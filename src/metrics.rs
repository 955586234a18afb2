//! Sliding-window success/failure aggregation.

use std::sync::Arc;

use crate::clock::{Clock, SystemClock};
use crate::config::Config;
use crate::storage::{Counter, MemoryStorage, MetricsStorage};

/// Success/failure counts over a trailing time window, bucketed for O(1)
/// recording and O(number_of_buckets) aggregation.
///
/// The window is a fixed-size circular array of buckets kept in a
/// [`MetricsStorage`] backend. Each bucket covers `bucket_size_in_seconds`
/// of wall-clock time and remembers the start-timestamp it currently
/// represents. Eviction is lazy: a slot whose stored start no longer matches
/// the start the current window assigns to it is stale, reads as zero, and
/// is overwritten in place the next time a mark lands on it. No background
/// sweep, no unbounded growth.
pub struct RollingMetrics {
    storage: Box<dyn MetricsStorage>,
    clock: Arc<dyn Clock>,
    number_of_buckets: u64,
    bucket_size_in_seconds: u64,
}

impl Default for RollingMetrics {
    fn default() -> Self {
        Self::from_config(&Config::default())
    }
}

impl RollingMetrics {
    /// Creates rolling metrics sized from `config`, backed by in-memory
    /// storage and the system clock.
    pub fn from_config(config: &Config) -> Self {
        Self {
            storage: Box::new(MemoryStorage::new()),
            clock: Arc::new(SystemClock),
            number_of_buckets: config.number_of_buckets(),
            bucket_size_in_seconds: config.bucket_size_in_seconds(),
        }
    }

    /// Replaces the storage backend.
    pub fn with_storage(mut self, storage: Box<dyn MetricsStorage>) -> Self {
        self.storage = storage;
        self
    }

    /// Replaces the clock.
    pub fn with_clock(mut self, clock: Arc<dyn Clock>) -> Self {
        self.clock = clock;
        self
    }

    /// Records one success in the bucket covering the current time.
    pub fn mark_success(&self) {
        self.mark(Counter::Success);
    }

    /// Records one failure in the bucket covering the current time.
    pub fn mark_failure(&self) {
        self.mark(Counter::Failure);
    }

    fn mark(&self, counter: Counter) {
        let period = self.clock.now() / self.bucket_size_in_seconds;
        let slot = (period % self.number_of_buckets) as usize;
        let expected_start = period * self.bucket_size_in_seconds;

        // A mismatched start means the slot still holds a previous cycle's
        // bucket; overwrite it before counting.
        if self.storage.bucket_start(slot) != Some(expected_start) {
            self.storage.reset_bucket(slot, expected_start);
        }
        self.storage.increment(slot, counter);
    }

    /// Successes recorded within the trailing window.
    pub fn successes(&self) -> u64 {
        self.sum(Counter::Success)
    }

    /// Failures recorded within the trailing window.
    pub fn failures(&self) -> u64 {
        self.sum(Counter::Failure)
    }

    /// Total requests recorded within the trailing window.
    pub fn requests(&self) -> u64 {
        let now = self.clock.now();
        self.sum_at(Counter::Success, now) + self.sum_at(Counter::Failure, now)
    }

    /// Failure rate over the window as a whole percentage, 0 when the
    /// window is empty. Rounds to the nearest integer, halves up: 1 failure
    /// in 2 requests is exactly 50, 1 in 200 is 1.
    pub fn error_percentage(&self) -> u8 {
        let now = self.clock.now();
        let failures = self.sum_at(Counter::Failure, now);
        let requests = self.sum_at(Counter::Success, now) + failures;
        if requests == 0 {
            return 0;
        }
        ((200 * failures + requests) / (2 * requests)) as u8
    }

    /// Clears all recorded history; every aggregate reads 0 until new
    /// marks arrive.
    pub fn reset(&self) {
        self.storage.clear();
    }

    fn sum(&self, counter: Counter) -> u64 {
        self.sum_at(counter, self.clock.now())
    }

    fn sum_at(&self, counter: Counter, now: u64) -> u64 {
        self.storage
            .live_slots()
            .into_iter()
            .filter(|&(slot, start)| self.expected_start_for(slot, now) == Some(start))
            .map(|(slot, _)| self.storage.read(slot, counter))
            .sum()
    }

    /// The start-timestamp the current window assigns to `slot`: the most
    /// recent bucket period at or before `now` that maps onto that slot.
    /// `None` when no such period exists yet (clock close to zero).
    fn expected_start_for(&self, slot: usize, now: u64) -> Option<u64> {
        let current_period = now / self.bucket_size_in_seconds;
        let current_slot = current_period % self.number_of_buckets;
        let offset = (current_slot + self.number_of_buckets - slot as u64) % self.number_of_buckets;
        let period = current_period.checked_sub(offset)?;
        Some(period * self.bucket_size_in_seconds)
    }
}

§

◆ Task goal
Exact copies of the line with "now) + self.sum_at(Counter::Failure, now)" and of every later line in the entries make up the whole answer.

◆ Solution to this problem
        self.sum_at(Counter::Success, now) + self.sum_at(Counter::Failure, now)
    }

    /// Failure rate over the window as a whole percentage, 0 when the
    /// window is empty. Rounds to the nearest integer, halves up: 1 failure
    /// in 2 requests is exactly 50, 1 in 200 is 1.
    pub fn error_percentage(&self) -> u8 {
        let now = self.clock.now();
        let failures = self.sum_at(Counter::Failure, now);
        let requests = self.sum_at(Counter::Success, now) + failures;
        if requests == 0 {
            return 0;
        }
        ((200 * failures + requests) / (2 * requests)) as u8
    }

    /// Clears all recorded history; every aggregate reads 0 until new
    /// marks arrive.
    pub fn reset(&self) {
        self.storage.clear();
    }

    fn sum(&self, counter: Counter) -> u64 {
        self.sum_at(counter, self.clock.now())
    }

    fn sum_at(&self, counter: Counter, now: u64) -> u64 {
        self.storage
            .live_slots()
            .into_iter()
            .filter(|&(slot, start)| self.expected_start_for(slot, now) == Some(start))
            .map(|(slot, _)| self.storage.read(slot, counter))
            .sum()
    }

    /// The start-timestamp the current window assigns to `slot`: the most
    /// recent bucket period at or before `now` that maps onto that slot.
    /// `None` when no such period exists yet (clock close to zero).
    fn expected_start_for(&self, slot: usize, now: u64) -> Option<u64> {
        let current_period = now / self.bucket_size_in_seconds;
        let current_slot = current_period % self.number_of_buckets;
        let offset = (current_slot + self.number_of_buckets - slot as u64) % self.number_of_buckets;
        let period = current_period.checked_sub(offset)?;
        Some(period * self.bucket_size_in_seconds)
    }
}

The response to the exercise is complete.